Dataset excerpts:
================

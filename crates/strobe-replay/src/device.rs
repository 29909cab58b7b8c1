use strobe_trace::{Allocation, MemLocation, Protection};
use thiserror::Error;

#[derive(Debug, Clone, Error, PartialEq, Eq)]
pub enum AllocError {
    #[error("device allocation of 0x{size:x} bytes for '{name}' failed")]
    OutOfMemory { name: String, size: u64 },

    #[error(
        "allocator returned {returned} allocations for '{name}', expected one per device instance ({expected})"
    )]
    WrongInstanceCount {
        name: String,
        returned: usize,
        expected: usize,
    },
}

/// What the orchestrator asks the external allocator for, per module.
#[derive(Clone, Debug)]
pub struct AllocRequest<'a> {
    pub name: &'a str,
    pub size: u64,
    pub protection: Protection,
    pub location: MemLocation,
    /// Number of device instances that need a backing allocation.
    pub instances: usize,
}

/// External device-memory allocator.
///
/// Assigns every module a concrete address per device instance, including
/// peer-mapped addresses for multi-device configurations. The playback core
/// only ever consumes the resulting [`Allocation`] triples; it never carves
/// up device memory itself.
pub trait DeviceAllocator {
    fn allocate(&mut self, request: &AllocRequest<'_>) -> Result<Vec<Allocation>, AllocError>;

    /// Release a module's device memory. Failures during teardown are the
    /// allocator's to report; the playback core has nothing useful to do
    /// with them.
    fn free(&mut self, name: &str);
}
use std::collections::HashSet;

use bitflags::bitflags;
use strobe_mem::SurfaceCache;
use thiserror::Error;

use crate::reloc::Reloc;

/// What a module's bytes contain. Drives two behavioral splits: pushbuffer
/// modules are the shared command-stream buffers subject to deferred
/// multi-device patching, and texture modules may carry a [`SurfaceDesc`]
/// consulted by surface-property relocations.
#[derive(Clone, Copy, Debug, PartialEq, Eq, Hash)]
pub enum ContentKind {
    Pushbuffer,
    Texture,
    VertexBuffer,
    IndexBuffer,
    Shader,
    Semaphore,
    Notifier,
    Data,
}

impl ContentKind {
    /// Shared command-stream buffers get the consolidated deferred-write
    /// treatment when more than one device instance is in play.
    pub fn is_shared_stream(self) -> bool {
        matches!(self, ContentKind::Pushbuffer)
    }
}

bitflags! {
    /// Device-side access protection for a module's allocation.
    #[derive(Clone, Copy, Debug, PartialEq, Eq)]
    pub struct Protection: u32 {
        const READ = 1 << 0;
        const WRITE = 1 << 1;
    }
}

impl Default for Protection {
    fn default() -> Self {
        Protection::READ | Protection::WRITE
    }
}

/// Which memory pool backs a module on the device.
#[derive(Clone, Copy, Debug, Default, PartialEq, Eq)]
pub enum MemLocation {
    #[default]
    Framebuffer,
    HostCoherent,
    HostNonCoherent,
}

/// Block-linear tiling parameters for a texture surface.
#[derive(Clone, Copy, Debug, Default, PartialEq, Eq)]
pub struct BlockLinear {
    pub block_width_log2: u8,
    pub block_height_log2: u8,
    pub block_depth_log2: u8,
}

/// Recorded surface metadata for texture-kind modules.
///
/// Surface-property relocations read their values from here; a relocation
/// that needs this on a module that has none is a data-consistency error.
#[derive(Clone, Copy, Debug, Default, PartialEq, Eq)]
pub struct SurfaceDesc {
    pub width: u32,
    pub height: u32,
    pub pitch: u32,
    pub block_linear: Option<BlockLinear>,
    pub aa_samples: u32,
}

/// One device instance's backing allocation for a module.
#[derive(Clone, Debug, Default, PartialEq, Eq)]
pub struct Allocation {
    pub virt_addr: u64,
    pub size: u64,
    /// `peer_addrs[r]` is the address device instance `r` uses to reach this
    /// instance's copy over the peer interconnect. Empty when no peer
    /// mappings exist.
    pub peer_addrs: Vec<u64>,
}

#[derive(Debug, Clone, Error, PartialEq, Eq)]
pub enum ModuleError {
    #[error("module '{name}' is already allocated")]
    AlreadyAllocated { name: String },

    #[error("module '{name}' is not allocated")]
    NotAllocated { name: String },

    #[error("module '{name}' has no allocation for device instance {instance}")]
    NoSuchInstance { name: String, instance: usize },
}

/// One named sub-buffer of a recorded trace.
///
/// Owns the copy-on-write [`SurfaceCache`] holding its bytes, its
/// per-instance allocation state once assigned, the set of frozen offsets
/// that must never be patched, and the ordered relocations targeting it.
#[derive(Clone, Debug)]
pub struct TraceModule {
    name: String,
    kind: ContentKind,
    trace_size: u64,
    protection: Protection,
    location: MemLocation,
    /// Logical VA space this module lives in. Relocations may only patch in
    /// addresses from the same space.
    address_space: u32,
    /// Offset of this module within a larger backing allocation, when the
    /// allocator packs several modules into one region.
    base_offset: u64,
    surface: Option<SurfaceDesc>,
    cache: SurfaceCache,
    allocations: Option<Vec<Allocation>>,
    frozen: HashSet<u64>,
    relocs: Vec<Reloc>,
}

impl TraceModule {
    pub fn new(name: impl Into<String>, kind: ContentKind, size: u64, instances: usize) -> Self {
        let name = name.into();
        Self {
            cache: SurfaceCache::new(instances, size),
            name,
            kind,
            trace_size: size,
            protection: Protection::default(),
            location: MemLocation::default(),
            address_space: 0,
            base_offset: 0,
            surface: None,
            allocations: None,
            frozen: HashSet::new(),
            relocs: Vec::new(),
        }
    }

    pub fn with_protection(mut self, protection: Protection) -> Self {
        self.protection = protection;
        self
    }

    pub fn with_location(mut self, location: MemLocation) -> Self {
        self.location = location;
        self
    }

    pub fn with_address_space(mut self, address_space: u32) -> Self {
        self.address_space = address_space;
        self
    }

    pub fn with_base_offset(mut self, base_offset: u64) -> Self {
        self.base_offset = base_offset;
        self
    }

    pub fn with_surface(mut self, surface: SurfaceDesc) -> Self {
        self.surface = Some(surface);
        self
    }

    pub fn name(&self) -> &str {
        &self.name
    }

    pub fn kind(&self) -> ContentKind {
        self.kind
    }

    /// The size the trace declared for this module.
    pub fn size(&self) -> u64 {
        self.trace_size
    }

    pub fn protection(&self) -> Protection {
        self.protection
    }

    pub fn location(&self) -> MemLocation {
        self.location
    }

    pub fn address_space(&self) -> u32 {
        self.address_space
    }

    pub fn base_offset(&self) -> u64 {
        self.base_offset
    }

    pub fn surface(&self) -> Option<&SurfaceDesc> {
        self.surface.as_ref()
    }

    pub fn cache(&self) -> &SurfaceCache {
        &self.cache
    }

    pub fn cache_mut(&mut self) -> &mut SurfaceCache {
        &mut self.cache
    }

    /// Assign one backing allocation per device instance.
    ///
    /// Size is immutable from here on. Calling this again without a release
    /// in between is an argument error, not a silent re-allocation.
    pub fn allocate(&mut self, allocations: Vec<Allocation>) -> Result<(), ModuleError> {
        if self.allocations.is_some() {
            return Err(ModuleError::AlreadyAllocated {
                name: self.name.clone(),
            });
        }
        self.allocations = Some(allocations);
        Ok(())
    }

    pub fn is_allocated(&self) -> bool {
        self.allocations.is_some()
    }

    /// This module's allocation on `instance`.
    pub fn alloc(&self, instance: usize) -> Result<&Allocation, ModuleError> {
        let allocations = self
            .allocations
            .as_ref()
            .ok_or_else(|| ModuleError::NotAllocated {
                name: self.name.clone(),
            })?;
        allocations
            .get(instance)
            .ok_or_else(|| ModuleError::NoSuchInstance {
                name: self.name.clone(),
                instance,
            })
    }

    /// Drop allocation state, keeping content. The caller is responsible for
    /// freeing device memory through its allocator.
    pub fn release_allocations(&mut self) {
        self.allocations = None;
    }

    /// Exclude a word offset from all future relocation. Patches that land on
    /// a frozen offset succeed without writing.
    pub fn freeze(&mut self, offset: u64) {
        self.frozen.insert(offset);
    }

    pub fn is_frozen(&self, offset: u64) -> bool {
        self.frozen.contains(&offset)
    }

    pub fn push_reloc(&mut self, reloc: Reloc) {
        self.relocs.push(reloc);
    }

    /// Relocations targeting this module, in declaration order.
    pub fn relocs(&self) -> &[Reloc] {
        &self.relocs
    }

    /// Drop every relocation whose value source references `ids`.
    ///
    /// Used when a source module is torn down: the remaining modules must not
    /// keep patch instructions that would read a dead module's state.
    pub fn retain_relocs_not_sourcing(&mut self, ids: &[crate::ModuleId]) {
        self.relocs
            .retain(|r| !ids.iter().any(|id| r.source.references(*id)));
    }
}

================

_TASK DETAILS:_
From the records above, copy only the lines starting with the line that holds "self.relocs.push(reloc);" and going on through the line that holds "modules must not", exactly as written.

_RESULT OF THIS EXERCISE:_
        self.relocs.push(reloc);
    }

    /// Relocations targeting this module, in declaration order.
    pub fn relocs(&self) -> &[Reloc] {
        &self.relocs
    }

    /// Drop every relocation whose value source references `ids`.
    ///
    /// Used when a source module is torn down: the remaining modules must not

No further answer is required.